• ACTION ITEM: Print nothing except the lines of the listing below from the line with "Default marketplace endpoint." to the line with "front, so an", each exactly as written, both ends included.

• SUPPLIED INFORMATION:
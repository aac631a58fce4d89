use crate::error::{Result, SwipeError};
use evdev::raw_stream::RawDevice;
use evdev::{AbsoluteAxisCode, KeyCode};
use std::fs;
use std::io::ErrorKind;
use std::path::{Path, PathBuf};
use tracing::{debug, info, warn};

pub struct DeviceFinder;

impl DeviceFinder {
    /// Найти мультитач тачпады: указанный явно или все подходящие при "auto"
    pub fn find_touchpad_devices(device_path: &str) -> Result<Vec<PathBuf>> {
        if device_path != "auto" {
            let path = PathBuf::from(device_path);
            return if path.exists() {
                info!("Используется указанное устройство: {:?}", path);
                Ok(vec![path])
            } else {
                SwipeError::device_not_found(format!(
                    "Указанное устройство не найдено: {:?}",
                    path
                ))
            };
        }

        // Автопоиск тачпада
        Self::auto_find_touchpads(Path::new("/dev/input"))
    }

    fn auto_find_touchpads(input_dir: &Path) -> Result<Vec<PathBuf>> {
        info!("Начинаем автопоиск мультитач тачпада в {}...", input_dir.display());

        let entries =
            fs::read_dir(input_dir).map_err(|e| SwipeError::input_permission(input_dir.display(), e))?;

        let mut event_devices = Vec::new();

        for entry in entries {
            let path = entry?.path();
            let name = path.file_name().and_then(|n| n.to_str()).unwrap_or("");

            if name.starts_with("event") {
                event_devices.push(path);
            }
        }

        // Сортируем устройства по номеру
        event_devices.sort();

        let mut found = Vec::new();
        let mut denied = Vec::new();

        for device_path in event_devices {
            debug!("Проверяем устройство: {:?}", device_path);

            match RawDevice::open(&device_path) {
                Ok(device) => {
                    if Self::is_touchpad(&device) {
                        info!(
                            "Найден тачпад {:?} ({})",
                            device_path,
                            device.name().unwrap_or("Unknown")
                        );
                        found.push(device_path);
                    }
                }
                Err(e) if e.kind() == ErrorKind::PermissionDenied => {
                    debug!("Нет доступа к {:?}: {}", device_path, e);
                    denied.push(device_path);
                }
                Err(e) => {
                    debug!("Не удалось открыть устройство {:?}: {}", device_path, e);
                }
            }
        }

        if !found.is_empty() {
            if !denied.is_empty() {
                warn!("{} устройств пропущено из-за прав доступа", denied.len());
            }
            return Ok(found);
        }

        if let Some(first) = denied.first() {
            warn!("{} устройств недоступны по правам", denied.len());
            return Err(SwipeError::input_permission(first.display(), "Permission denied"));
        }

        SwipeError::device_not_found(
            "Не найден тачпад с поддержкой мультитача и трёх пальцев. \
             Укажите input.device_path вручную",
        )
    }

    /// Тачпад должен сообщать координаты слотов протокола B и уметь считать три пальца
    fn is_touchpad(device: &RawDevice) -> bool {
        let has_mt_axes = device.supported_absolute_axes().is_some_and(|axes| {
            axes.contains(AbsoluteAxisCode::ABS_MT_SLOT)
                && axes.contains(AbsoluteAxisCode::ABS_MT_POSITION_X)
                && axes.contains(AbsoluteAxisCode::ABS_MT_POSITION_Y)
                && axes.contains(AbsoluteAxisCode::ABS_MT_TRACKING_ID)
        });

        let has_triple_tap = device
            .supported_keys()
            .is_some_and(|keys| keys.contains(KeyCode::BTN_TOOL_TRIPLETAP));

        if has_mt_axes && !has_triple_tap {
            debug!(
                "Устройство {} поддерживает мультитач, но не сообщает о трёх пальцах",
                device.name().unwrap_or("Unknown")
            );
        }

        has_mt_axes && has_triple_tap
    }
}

--

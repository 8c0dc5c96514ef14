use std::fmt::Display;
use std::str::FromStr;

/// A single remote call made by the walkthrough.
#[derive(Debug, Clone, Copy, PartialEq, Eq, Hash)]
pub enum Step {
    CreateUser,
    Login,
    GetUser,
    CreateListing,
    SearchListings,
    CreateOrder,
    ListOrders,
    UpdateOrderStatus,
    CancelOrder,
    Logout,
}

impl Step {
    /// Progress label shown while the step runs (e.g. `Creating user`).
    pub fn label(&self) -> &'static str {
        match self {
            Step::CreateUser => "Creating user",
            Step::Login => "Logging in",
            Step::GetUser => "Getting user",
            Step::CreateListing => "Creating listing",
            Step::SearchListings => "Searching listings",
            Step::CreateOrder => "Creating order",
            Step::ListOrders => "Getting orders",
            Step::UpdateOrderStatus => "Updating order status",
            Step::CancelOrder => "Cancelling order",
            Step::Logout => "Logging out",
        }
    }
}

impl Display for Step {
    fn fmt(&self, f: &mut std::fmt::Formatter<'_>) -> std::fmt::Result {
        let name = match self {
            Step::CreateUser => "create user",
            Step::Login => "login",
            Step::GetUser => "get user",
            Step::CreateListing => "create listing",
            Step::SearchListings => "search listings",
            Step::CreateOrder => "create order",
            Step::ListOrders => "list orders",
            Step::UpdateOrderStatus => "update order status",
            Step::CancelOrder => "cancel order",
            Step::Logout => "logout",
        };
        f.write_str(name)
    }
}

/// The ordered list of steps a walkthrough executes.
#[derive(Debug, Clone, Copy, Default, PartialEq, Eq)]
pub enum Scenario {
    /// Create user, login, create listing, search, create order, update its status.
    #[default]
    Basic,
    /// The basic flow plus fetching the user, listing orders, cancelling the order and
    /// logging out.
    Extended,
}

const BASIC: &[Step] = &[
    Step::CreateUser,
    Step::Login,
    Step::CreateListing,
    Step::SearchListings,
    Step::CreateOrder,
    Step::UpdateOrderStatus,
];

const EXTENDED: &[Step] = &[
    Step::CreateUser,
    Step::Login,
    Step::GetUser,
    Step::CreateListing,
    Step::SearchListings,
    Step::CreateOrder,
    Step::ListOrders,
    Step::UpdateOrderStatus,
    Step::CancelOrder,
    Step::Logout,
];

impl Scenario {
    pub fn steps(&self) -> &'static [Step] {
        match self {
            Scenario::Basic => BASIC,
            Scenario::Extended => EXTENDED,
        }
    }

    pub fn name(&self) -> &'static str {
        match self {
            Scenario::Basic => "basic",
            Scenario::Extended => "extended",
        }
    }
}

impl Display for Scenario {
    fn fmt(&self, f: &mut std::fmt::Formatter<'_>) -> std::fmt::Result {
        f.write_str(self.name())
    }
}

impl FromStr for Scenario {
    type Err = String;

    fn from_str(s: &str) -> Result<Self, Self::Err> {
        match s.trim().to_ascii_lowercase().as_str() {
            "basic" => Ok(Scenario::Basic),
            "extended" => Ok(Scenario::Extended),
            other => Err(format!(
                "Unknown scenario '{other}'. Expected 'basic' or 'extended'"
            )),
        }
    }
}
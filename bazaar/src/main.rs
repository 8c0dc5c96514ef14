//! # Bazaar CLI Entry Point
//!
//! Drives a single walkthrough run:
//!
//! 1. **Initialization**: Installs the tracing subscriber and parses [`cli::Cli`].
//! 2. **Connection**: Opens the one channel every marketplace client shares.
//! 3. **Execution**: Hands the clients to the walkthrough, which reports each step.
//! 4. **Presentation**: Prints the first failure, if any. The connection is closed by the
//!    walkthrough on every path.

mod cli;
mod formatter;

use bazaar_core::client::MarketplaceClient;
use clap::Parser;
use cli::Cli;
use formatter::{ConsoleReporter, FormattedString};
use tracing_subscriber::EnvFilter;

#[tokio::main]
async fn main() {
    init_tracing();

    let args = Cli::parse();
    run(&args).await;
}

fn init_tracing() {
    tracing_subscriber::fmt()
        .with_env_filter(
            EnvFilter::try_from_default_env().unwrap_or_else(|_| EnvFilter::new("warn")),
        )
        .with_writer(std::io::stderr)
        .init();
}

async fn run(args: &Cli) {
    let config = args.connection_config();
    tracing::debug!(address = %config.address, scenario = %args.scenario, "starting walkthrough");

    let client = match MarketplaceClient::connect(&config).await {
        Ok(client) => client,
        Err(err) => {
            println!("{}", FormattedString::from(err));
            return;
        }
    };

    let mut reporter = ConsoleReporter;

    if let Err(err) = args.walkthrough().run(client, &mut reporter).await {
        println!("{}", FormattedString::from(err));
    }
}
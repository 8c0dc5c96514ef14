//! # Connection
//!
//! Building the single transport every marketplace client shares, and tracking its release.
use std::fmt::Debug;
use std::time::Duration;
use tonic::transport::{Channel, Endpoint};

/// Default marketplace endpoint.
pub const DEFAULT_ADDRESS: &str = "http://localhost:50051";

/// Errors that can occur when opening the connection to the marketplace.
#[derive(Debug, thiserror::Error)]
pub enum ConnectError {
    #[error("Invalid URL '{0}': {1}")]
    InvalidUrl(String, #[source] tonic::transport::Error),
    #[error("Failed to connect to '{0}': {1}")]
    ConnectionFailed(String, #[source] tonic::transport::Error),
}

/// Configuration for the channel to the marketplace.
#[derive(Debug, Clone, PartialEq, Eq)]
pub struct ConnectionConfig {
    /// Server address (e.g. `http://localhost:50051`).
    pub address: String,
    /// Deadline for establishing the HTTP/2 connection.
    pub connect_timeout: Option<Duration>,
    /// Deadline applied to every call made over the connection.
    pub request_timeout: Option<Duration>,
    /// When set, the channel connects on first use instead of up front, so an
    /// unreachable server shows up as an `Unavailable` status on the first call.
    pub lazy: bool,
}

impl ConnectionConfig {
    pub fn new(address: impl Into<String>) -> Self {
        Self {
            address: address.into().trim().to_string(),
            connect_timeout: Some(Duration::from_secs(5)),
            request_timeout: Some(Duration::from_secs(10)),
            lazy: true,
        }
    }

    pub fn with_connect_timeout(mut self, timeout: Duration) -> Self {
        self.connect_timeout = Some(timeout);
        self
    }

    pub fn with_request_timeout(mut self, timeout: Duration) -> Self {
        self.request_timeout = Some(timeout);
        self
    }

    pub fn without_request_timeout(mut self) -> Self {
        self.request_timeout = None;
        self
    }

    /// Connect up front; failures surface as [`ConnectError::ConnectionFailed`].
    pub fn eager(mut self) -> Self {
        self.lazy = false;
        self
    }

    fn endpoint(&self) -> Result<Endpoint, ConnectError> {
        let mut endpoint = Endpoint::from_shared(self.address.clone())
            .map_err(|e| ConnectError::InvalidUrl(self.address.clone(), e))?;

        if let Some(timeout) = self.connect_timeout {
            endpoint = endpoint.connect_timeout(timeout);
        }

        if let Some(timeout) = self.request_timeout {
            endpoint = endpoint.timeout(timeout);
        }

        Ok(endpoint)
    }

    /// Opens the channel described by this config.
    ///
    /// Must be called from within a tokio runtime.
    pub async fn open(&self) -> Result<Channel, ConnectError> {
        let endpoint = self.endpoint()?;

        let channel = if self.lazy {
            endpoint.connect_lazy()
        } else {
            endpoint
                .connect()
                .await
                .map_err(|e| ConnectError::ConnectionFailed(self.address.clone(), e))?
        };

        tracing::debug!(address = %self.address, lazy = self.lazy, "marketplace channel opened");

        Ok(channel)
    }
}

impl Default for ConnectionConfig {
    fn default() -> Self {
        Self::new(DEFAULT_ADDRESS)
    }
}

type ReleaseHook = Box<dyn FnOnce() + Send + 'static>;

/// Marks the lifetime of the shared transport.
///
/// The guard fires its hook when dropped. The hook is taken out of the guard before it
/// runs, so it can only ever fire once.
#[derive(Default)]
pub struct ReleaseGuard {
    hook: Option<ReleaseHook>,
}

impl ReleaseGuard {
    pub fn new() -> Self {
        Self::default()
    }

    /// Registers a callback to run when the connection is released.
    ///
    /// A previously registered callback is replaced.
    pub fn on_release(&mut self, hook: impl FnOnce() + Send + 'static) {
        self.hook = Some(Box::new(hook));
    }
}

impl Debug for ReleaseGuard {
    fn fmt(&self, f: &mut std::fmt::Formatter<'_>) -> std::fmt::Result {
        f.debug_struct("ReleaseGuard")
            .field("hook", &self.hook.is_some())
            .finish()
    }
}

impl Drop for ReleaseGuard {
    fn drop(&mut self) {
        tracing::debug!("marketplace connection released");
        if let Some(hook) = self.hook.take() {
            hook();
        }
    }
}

• OUTPUT:
/// Default marketplace endpoint.
pub const DEFAULT_ADDRESS: &str = "http://localhost:50051";

/// Errors that can occur when opening the connection to the marketplace.
#[derive(Debug, thiserror::Error)]
pub enum ConnectError {
    #[error("Invalid URL '{0}': {1}")]
    InvalidUrl(String, #[source] tonic::transport::Error),
    #[error("Failed to connect to '{0}': {1}")]
    ConnectionFailed(String, #[source] tonic::transport::Error),
}

/// Configuration for the channel to the marketplace.
#[derive(Debug, Clone, PartialEq, Eq)]
pub struct ConnectionConfig {
    /// Server address (e.g. `http://localhost:50051`).
    pub address: String,
    /// Deadline for establishing the HTTP/2 connection.
    pub connect_timeout: Option<Duration>,
    /// Deadline applied to every call made over the connection.
    pub request_timeout: Option<Duration>,
    /// When set, the channel connects on first use instead of up front, so an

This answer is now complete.